# " Principality of Monaco "



## italiano_pellicano (Feb 22, 2010)

*" Principality of Monaco "*






















*Monaco i/ˈmɒnəkoʊ/, officially the Principality of Monaco (French: Principauté de Monaco; Monégasque: Principatu de Múnegu; Italian: Principato di Monaco; Occitan: Principat de Mónegue), is a sovereign city state, located on the French Riviera in Western Europe. Bordered by France on three sides, with one side bordering the Mediterranean Sea, its center is about 16 km (9.9 mi) from Italy, and is only 15 km (9.3 mi) north east of Nice, France.[7] It has an area of 1.98 km² (0.76 sq mi), and a population of 35,986, making Monaco the second smallest and the most densely populated country in the world.[8] Monaco has a land border of only 4.4 km (2.7 mi), a coastline of 4.1 km (2.5 mi), and a width that varies between 1.7 km (1.1 mi) and 349 metres (382 yards).[9][10] The highest point in the country is a narrow pathway named Chemin des Révoires on the slopes of Mont Agel, in the Les Révoires district, which is 161 metres (528 feet) above sea level.[11] Monaco's most populated Quartier is Monte Carlo, and the most populated Ward is Larvotto/Bas Moulins.[12] After a recent expansion of Port Hercules,[13] Monaco's total area is 2.05 km² (0.79 sq mi),[12] with new plans to extend the district of Fontvieille, with land reclaimed from the Mediterranean Sea.[14][15][16][17]
Monaco is a principality governed under a form of constitutional monarchy, with Prince Albert II as head of state.[18] However, even though Prince Albert II is a constitutional monarch, he still has immense political power.[19] The House of Grimaldi have ruled Monaco, with brief interruptions, since 1297.[20] The official language is French, but Monégasque, Italian, and English are widely spoken and understood.[note 1] The state's sovereignty was officially recognized by the Franco-Monegasque Treaty of 1861, with Monaco becoming a full UN voting member in 1993, after much political debate.[8] Despite Monaco's independence and separate foreign policy, its defence is the responsibility of France.[21] However, Monaco does maintain two small military units, totaling 255 officers and men, the Corps des Sapeurs-Pompiers de Monaco, and the Compagnie des Carabiniers du Prince.[22][23]
Economic development was spurred in the late 19th century with a railroad line to France, and the opening of the first casino, Monte Carlo Casino.[24] Since then, the principality's mild climate, splendid scenery, and gambling facilities have made Monaco world-famous as a tourist and recreation center for the rich and famous.[10][25] However, in more recent years Monaco has become a major banking center holding over €100 billion worth of funds,[26] and has successfully sought to diversify its economy into the services and small, high-value-added, nonpolluting industries.[27] The state has no income tax and low business taxes, and is well known for being a tax haven.[28] Monaco boasts the world's highest GDP nominal per capita at $172,676 and GDP PPP per capita at $186,175.[29][30] Monaco also has the world's highest life expectancy at almost 90 years,[31] and the lowest unemployment rate at 0%,[32] with over 48,000 workers who commute from France and Italy each day.[12][33] For the third year in a row, Monaco in 2011 had the world's most expensive real estate market, at $56,300 per square metre.[34][35] According to the CIA World Factbook, Monaco has the world's lowest poverty rate,[27] and the highest number of millionaires and billionaires per capita in the world*​


----------



## italiano_pellicano (Feb 22, 2010)

*History of the Principality of Monaco

The Grimaldi ascent began one night in 1297, when Francois Grimaldi seized the fortress of Monaco from a rival Italian faction. Disguised as a monk, he successfully led a small army into the fortress reclaiming it in the name of the Pope. The legacy of his daring victory is recorded on Monaco's coat of arms, which bears two monks brandishing swords.

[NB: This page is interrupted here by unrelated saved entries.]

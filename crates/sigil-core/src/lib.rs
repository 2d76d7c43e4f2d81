// SPDX-FileCopyrightText: 2026 Sigil Contributors
// SPDX-License-Identifier: MIT OR Apache-2.0

//! Core library for the Sigil secret vault.
//!
//! This crate provides the error type, the shared data types (secret ids,
//! metadata, durable records), and the persistence backend trait used
//! throughout the Sigil workspace.

pub mod error;
pub mod traits;
pub mod types;

// Re-export key items at crate root for ergonomic imports.
pub use error::SigilError;
pub use traits::SecretBackend;
pub use types::{
    ExpirationInfo, SecretId, SecretMetadata, SecretRecord, VaultStatus, KIND_PWD_VERIFICATION,
    VERIFICATION_MARKER_ID,
};
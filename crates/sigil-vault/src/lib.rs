// SPDX-FileCopyrightText: 2026 Sigil Contributors
// SPDX-License-Identifier: MIT OR Apache-2.0

//! AES-256-GCM encrypted secret vault.
//!
//! The vault keeps an in-memory table of encrypted secrets, hands out
//! opaque id handles instead of raw values, optionally persists
//! ciphertext through a durable store backend, and can be locked and
//! unlocked with a user password. Two deterministic keys protect the
//! data: a base key derived from a fixed non-secret seed (used when no
//! password is set) and a master key derived from the user's password
//! via Argon2id.

pub mod crypto;
pub mod kdf;
pub mod keys;
pub mod lifecycle;
pub mod store;
pub mod vault;

pub use keys::KeyManager;
pub use lifecycle::EnablePersistence;
pub use store::{start_expiry_sweeper, Secret};
pub use vault::{BulkSecret, StoreOptions, Vault};
// SPDX-FileCopyrightText: 2026 Sigil Contributors
// SPDX-License-Identifier: MIT OR Apache-2.0

//! Configuration model and loader for the Sigil secret vault.
//!
//! Configuration is loaded from TOML files following the XDG hierarchy
//! with `SIGIL_*` environment variable overrides. The session continuity
//! record -- the small JSON file that remembers persistence *intent*
//! across reloads -- also lives here.

pub mod loader;
pub mod model;
pub mod session;

pub use loader::{load_config, load_config_from_path, load_config_from_str};
pub use model::{SigilConfig, StorageConfig, VaultConfig};
pub use session::SessionRecord;
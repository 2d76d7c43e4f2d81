// SPDX-FileCopyrightText: 2026 Sigil Contributors
// SPDX-License-Identifier: MIT OR Apache-2.0

//! Trait seams between the vault and its collaborators.

pub mod backend;

pub use backend::SecretBackend;
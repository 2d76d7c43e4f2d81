// SPDX-FileCopyrightText: 2026 Sigil Contributors
// SPDX-License-Identifier: MIT OR Apache-2.0

//! Configuration loader using Figment for layered config merging.
//!
//! Supports XDG hierarchy: `./sigil.toml` > `~/.config/sigil/sigil.toml` >
//! `/etc/sigil/sigil.toml` with environment variable overrides via the
//! `SIGIL_` prefix.

#![allow(clippy::result_large_err)] // figment::Error is external and cannot be boxed without wrapper

use std::path::Path;

use figment::{
    providers::{Env, Format, Serialized, Toml},
    Figment,
};

use crate::model::SigilConfig;

/// Load configuration from the standard XDG hierarchy with env var overrides.
///
/// Merge order (later overrides earlier):
/// 1. Compiled defaults
/// 2. `/etc/sigil/sigil.toml` (system-wide)
/// 3. `~/.config/sigil/sigil.toml` (user XDG config)
/// 4. `./sigil.toml` (local directory)
/// 5. `SIGIL_*` environment variables
pub fn load_config() -> Result<SigilConfig, figment::Error> {
    Figment::new()
        .merge(Serialized::defaults(SigilConfig::default()))
        .merge(Toml::file("/etc/sigil/sigil.toml"))
        .merge(Toml::file(
            dirs::config_dir()
                .map(|d| d.join("sigil/sigil.toml"))
                .unwrap_or_default(),
        ))
        .merge(Toml::file("sigil.toml"))
        .merge(env_provider())
        .extract()
}

/// Load configuration from a TOML string only (no XDG lookup).
///
/// Used for testing and explicit config specification.
pub fn load_config_from_str(toml_content: &str) -> Result<SigilConfig, figment::Error> {
    Figment::new()
        .merge(Serialized::defaults(SigilConfig::default()))
        .merge(Toml::string(toml_content))
        .extract()
}

/// Load configuration from a specific file path with env var overrides.
pub fn load_config_from_path(path: &Path) -> Result<SigilConfig, figment::Error> {
    Figment::new()
        .merge(Serialized::defaults(SigilConfig::default()))
        .merge(Toml::file(path))
        .merge(env_provider())
        .extract()
}

/// Create the environment variable provider using explicit `map()` for
/// section-to-dot mapping.
///
/// Uses `Env::map()` NOT `Env::split("_")` to avoid ambiguity with
/// underscore-containing key names: `SIGIL_VAULT_KDF_ITERATIONS` must map
/// to `vault.kdf_iterations`, not `vault.kdf.iterations`.
fn env_provider() -> Env {
    Env::prefixed("SIGIL_").map(|key| {
        let key_str = key.as_str();
        let mapped = key_str
            .replacen("vault_", "vault.", 1)
            .replacen("storage_", "storage.", 1);
        mapped.into()
    })
}
// SPDX-FileCopyrightText: 2026 Sigil Contributors
// SPDX-License-Identifier: MIT OR Apache-2.0

//! Sigil -- an embedded encrypted secret vault.
//!
//! This binary is the composition root: it loads configuration, opens
//! the durable store, constructs the vault, and exposes its operations
//! as subcommands.

use clap::{Parser, Subcommand};
use tracing_subscriber::EnvFilter;

mod commands;
mod prompt;

/// Sigil -- an embedded encrypted secret vault.
#[derive(Parser, Debug)]
#[command(name = "sigil", version, about, long_about = None)]
struct Cli {
    #[command(subcommand)]
    command: Commands,
}

/// Available subcommands.
#[derive(Subcommand, Debug)]
enum Commands {
    /// Show vault state (persistence, protection, secret count).
    Status,
    /// Encrypt and store a secret, printing its opaque id.
    Set {
        /// The secret value. Prompted for when omitted.
        value: Option<String>,
        /// Kind tag, e.g. api_key or token.
        #[arg(long, default_value = "api_key")]
        kind: String,
        /// Human label shown in listings.
        #[arg(long)]
        label: Option<String>,
        /// Time-to-live in seconds (clamped to the configured maximum).
        #[arg(long)]
        ttl_secs: Option<u64>,
    },
    /// Decrypt and print a secret value.
    Get { id: String },
    /// List live secrets (metadata only).
    List,
    /// Remove a secret.
    Remove { id: String },
    /// Unlock a password-protected vault.
    Unlock,
    /// Turn on durable persistence.
    EnablePersistence {
        /// Protect persisted secrets with a password (prompted).
        #[arg(long)]
        password_protected: bool,
    },
    /// Turn off durable persistence.
    DisablePersistence {
        /// Also wipe the durable store.
        #[arg(long)]
        clear: bool,
    },
    /// Change the vault password.
    ChangePassword,
    /// Remove password protection. Destructive: wipes persisted data.
    RemoveProtection,
    /// Store a value and write its reference into a JSON config file.
    Inject {
        /// Path to the JSON configuration file.
        file: std::path::PathBuf,
        /// Dot-separated path inside the tree, e.g. auth.token.
        path: String,
        #[arg(long, default_value = "api_key")]
        kind: String,
        #[arg(long)]
        label: Option<String>,
    },
    /// Print a JSON config file with all references resolved.
    Resolve {
        file: std::path::PathBuf,
    },
}

#[tokio::main]
async fn main() {
    tracing_subscriber::fmt()
        .with_env_filter(EnvFilter::try_from_default_env().unwrap_or_else(|_| "warn".into()))
        .with_writer(std::io::stderr)
        .init();

    let cli = Cli::parse();

    let config = match sigil_config::load_config() {
        Ok(config) => config,
        Err(e) => {
            eprintln!("sigil: configuration error: {e}");
            std::process::exit(1);
        }
    };

    if let Err(e) = commands::run(cli.command, config).await {
        eprintln!("sigil: {e}");
        std::process::exit(1);
    }
}
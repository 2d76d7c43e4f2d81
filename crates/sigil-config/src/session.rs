// SPDX-FileCopyrightText: 2026 Sigil Contributors
// SPDX-License-Identifier: MIT OR Apache-2.0

//! Session continuity record.
//!
//! A small JSON file that survives process reloads and records the
//! vault's *intent*: whether persistence is enabled and whether it is
//! password protected. It never contains key material. The password hash
//! exists only so a re-entered password can be rejected cheaply before
//! the expensive Argon2id unlock is attempted -- it is never used to
//! derive keys.

use std::path::Path;

use serde::{Deserialize, Serialize};
use sha2::{Digest, Sha256};
use sigil_core::SigilError;
use tracing::debug;

/// Persistence intent surviving reloads. Invariant:
/// `password_protected` implies `persistence_enabled`.
#[derive(Debug, Clone, Default, PartialEq, Eq, Serialize, Deserialize)]
pub struct SessionRecord {
    #[serde(default)]
    pub persistence_enabled: bool,

    #[serde(default)]
    pub password_protected: bool,

    /// Hex-encoded SHA-256 of the password, or empty when unprotected.
    /// Local pre-check only; key derivation never reads this.
    #[serde(default)]
    pub password_hash: String,
}

impl SessionRecord {
    /// Load the record from `path`. A missing file yields the default
    /// (persistence off, unprotected) rather than an error.
    pub fn load(path: &Path) -> Result<Self, SigilError> {
        if !path.exists() {
            debug!(path = %path.display(), "no session record -- using defaults");
            return Ok(Self::default());
        }
        let content = std::fs::read_to_string(path)?;
        serde_json::from_str(&content)
            .map_err(|e| SigilError::Serialization(format!("invalid session record: {e}")))
    }

    /// Write the record to `path`, creating parent directories as needed.
    pub fn save(&self, path: &Path) -> Result<(), SigilError> {
        if let Some(parent) = path.parent() {
            std::fs::create_dir_all(parent)?;
        }
        let content = serde_json::to_string_pretty(self)
            .map_err(|e| SigilError::Serialization(format!("session record encode: {e}")))?;
        std::fs::write(path, content)?;
        debug!(path = %path.display(), "session record saved");
        Ok(())
    }

    /// Record the hash of the active password.
    pub fn set_password_hash(&mut self, password: &str) {
        self.password_hash = hash_password(password);
    }

    /// Cheap local pre-check of a candidate password.
    ///
    /// Returns `true` when no hash is recorded (nothing to check against).
    pub fn matches_password(&self, password: &str) -> bool {
        if self.password_hash.is_empty() {
            return true;
        }
        self.password_hash == hash_password(password)
    }
}

fn hash_password(password: &str) -> String {
    let mut hasher = Sha256::new();
    hasher.update(password.as_bytes());
    hex::encode(hasher.finalize())
}

#[cfg(test)]
mod tests {
    use super::*;
    use tempfile::tempdir;

    #[test]
    fn missing_file_loads_defaults() {
        let dir = tempdir().unwrap();
        let record = SessionRecord::load(&dir.path().join("absent.json")).unwrap();
        assert!(!record.persistence_enabled);
        assert!(!record.password_protected);
        assert!(record.password_hash.is_empty());
    }

    #[test]
    fn save_load_round_trip() {
        let dir = tempdir().unwrap();
        let path = dir.path().join("nested/session.json");

        let mut record = SessionRecord {
            persistence_enabled: true,
            password_protected: true,
            password_hash: String::new(),
        };
        record.set_password_hash("hunter2");
        record.save(&path).unwrap();

        let loaded = SessionRecord::load(&path).unwrap();
        assert_eq!(loaded, record);
    }

    #[test]
    fn password_precheck_accepts_correct_rejects_wrong() {
        let mut record = SessionRecord::default();
        record.set_password_hash("correct horse");

        assert!(record.matches_password("correct horse"));
        assert!(!record.matches_password("battery staple"));
    }

    #[test]
    fn empty_hash_matches_anything() {
        let record = SessionRecord::default();
        assert!(record.matches_password("whatever"));
    }

    #[test]
    fn hash_is_hex_sha256() {
        let mut record = SessionRecord::default();
        record.set_password_hash("abc");
        // Known SHA-256 of "abc".
        assert_eq!(
            record.password_hash,
            "ba7816bf8f01cfea414140de5dae2223b00361a396177a9cb410ff61f20015ad"
        );
    }
}
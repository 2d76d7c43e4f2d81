// SPDX-FileCopyrightText: 2026 Sigil Contributors
// SPDX-License-Identifier: MIT OR Apache-2.0

//! SQLite implementation of the `SecretBackend` trait.

use async_trait::async_trait;
use tracing::debug;

use sigil_config::StorageConfig;
use sigil_core::{SecretBackend, SecretRecord, SigilError};

use crate::database::Database;
use crate::queries::records;

/// SQLite-backed durable store for encrypted secret records.
///
/// Wraps a [`Database`] handle and delegates to the typed query module.
/// Construction opens the database eagerly so the vault can decide up
/// front whether persistence is available this session.
pub struct SqliteBackend {
    db: Database,
}

impl SqliteBackend {
    /// Open the durable store described by `config`.
    ///
    /// Returns `PersistenceUnavailable` when the database cannot be
    /// opened or migrated; callers degrade to memory-only persistence.
    pub async fn open(config: &StorageConfig) -> Result<Self, SigilError> {
        let db = Database::open(&config.database_path, config.wal_mode).await?;
        debug!(path = %config.database_path, "secret backend ready");
        Ok(Self { db })
    }

    /// Returns the underlying database handle.
    pub fn database(&self) -> &Database {
        &self.db
    }
}

#[async_trait]
impl SecretBackend for SqliteBackend {
    async fn put(&self, record: &SecretRecord) -> Result<(), SigilError> {
        records::put_record(&self.db, record).await
    }

    async fn get_all(&self) -> Result<Vec<SecretRecord>, SigilError> {
        records::get_all_records(&self.db).await
    }

    async fn delete(&self, id: &str) -> Result<(), SigilError> {
        records::tombstone_record(&self.db, id).await
    }

    async fn clear(&self) -> Result<(), SigilError> {
        records::clear_records(&self.db).await
    }
}
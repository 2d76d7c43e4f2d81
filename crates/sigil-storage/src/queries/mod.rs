// SPDX-FileCopyrightText: 2026 Sigil Contributors
// SPDX-License-Identifier: MIT OR Apache-2.0

//! Typed query functions over the durable store tables.

pub mod records;
impl Vault {
    /// Turn on durable persistence, optionally with password protection.
    ///
    /// With protection requested this derives the master key, creates
    /// the verification marker on first-time setup, and re-encrypts
    /// every in-memory secret under the new key before anything is
    /// persisted. Without protection, secrets persist under the base key.
    pub async fn enable_persistence(&self, opts: EnablePersistence) -> Result<(), SigilError> {
        let mut inner = self.inner.lock().await;
        if inner.backend.is_none() {
            return Err(SigilError::PersistenceUnavailable(
                "no durable store available this session".to_string(),
            ));
        }

        if opts.password_protected {
            match inner.protection {
                Protection::Locked => return Err(SigilError::VaultLocked),
                Protection::Unlocked => {
                    return Err(SigilError::Config(
                        "already password protected -- use change_password".to_string(),
                    ));
                }
                Protection::Unprotected => {}
            }
            let password = opts.password.ok_or_else(|| {
                SigilError::Config("a password is required to enable protection".to_string())
            })?;
            let password = password.expose_secret();

            let new_key = inner.keys.derive_master_candidate(password)?;
            inner.reencrypt_all(false, &new_key)?;
            inner.keys.install_master_key(new_key);
            inner.protection = Protection::Unlocked;
            inner.session.password_protected = true;
            inner.session.set_password_hash(password);

            if !inner.table.contains(VERIFICATION_MARKER_ID) {
                inner.create_marker()?;
            }
        } else {
            if inner.protection != Protection::Unprotected {
                return Err(SigilError::Config(
                    "password protection is active -- remove it before plain persistence"
                        .to_string(),
                ));
            }
            inner.keys.ensure_base_key()?;
        }

        inner.session.persistence_enabled = true;
        inner.mark_all_persist();
        inner.persist_all().await;
        inner.save_session()?;
        info!(
            password_protected = opts.password_protected,
            "persistence enabled"
        );
        Ok(())
    }

    /// Turn off durable persistence, optionally wiping the store.
    ///
    /// Also drops password protection: in-memory secrets are re-encrypted
    /// under the base key first so they stay readable, then the master
    /// key is cleared.
    pub async fn disable_persistence(&self, clear_existing: bool) -> Result<(), SigilError> {
        let mut inner = self.inner.lock().await;

        if clear_existing
            && let Some(backend) = inner.backend.clone()
            && let Err(e) = backend.clear().await
        {
            warn!(error = %e, "durable wipe failed during disable");
        }

        if inner.protection == Protection::Unlocked {
            inner.table.remove(VERIFICATION_MARKER_ID);
            let base = *inner.keys.ensure_base_key()?;
            inner.reencrypt_all(true, &base)?;
        }
        inner.keys.clear_master_key();
        inner.protection = Protection::Unprotected;
        inner.session.persistence_enabled = false;
        inner.session.password_protected = false;
        inner.session.password_hash.clear();
        inner.save_session()?;
        info!(cleared = clear_existing, "persistence disabled");
        Ok(())
    }

    /// Change the vault password.
    ///
    /// The old password must first prove itself by strictly decrypting
    /// the marker (or an existing secret). Only then is every secret and
    /// the marker re-encrypted under the new key; a verification failure
    /// leaves the previous key and every ciphertext untouched.
    pub async fn change_password(&self, new: &str, old: &str) -> Result<(), SigilError> {
        let mut inner = self.inner.lock().await;
        match inner.protection {
            Protection::Unprotected => {
                return Err(SigilError::Config(
                    "vault is not password protected".to_string(),
                ));
            }
            Protection::Locked => return Err(SigilError::VaultLocked),
            Protection::Unlocked => {}
        }

        let old_key = inner.keys.derive_master_candidate(old)?;
        if !inner.verify_key_against_existing(&old_key, old) {
            info!("password change rejected -- old password did not verify");
            return Err(SigilError::PasswordMismatch);
        }

        let new_key = inner.keys.derive_master_candidate(new)?;
        inner.reencrypt_all(true, &new_key)?;
        inner.keys.install_master_key(new_key);
        inner.session.set_password_hash(new);
        inner.persist_all().await;
        inner.save_session()?;
        info!("password changed");
        Ok(())
    }

    /// Unlock a password-protected database.
    ///
    /// With no verification marker present (a new database) the password
    /// is accepted unconditionally and the marker is created -- the
    /// bootstrap path. With a marker present, the candidate key must
    /// strictly decrypt it to the known plaintext; a mismatch returns
    /// [`SigilError::PasswordMismatch`] without mutating any state.
    pub async fn unlock_database(&self, password: &str) -> Result<usize, SigilError> {
        let mut inner = self.inner.lock().await;
        if inner.protection == Protection::Unlocked {
            return Ok(0);
        }
        if !inner.session.password_protected {
            return Err(SigilError::Config(
                "vault is not password protected".to_string(),
            ));
        }
        let Some(backend) = inner.backend.clone() else {
            return Err(SigilError::PersistenceUnavailable(
                "no durable store available this session".to_string(),
            ));
        };

        // Cheap local pre-check before the expensive KDF.
        if !inner.session.matches_password(password) {
            debug!("unlock rejected by local password pre-check");
            return Err(SigilError::PasswordMismatch);
        }

        let records = backend.get_all().await?;
        let candidate = inner.keys.derive_master_candidate(password)?;
        let marker = records.iter().find(|r| r.id == VERIFICATION_MARKER_ID);

        match marker {
            Some(record) => {
                let verified = KeyManager::decrypt_with_key(&candidate, &record.ciphertext)
                    .is_ok_and(|pt| pt == MARKER_PLAINTEXT);
                if !verified {
                    info!("unlock rejected -- wrong password");
                    return Err(SigilError::PasswordMismatch);
                }
                inner.table.insert(Secret::from_record(record.clone()));
                inner.keys.install_master_key(candidate);
                inner.protection = Protection::Unlocked;
            }
            None => {
                info!("no verification marker -- bootstrapping password protection");
                inner.keys.install_master_key(candidate);
                inner.protection = Protection::Unlocked;
                inner.create_marker()?;
                let marker_record = inner
                    .table
                    .get(VERIFICATION_MARKER_ID)
                    .map(Secret::to_record);
                if let Some(record) = marker_record {
                    inner.persist_record(&record).await;
                }
            }
        }

        if inner.session.password_hash.is_empty() {
            inner.session.set_password_hash(password);
            inner.save_session()?;
        }

        let loaded = inner.load_records(records).await?;
        info!(loaded, "database unlocked");
        Ok(loaded)
    }

    /// Remove password protection entirely.
    ///
    /// Destructive by design: secrets encrypted under a master key
    /// cannot be downgraded to base-key encryption without the password,
    /// so the durable store is wiped. In-memory secrets that are still
    /// readable survive and are re-persisted under the base key.
    pub async fn remove_password_protection(&self) -> Result<(), SigilError> {
        let mut inner = self.inner.lock().await;
        if !inner.session.password_protected {
            return Ok(());
        }

        if let Some(backend) = inner.backend.clone()
            && let Err(e) = backend.clear().await
        {
            warn!(error = %e, "durable wipe failed -- persistence disabled for this session");
            inner.backend = None;
        }

        inner.table.remove(VERIFICATION_MARKER_ID);
        if inner.protection == Protection::Unlocked {
            let base = *inner.keys.ensure_base_key()?;
            inner.reencrypt_all(true, &base)?;
        } else {
            // Locked: nothing was ever admitted into memory.
            inner.table.clear();
        }
        inner.keys.clear_master_key();
        inner.protection = Protection::Unprotected;
        inner.session.password_protected = false;
        inner.session.password_hash.clear();

        if inner.session.persistence_enabled && inner.backend.is_some() {
            inner.mark_all_persist();
            inner.persist_all().await;
        }
        inner.save_session()?;
        warn!("password protection removed -- persisted ciphertext wiped");
        Ok(())
    }
}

Over the next few centuries, Monaco prospered as an important port in major maritime trading routes and as a strategic naval base for European military powers that were constantly vying for control of The Rock.

In 1604, Lord Honore II came to the throne and launched Monaco into its "Great Century". Reflecting upon his accomplishments, he deigned himself worthy of a new title, Prince Honore II. Grimaldi rules have proudly held the title of Prince ever since.

The French revolution took a heavy toll on European royalty, including the Grimaldis. Monaco was annexed by France and members of the Monegasque royal family were imprisoned. The annexation was cut short with the abdication of Napoleon in 1814, however, and all rights of the Grimadis were restored.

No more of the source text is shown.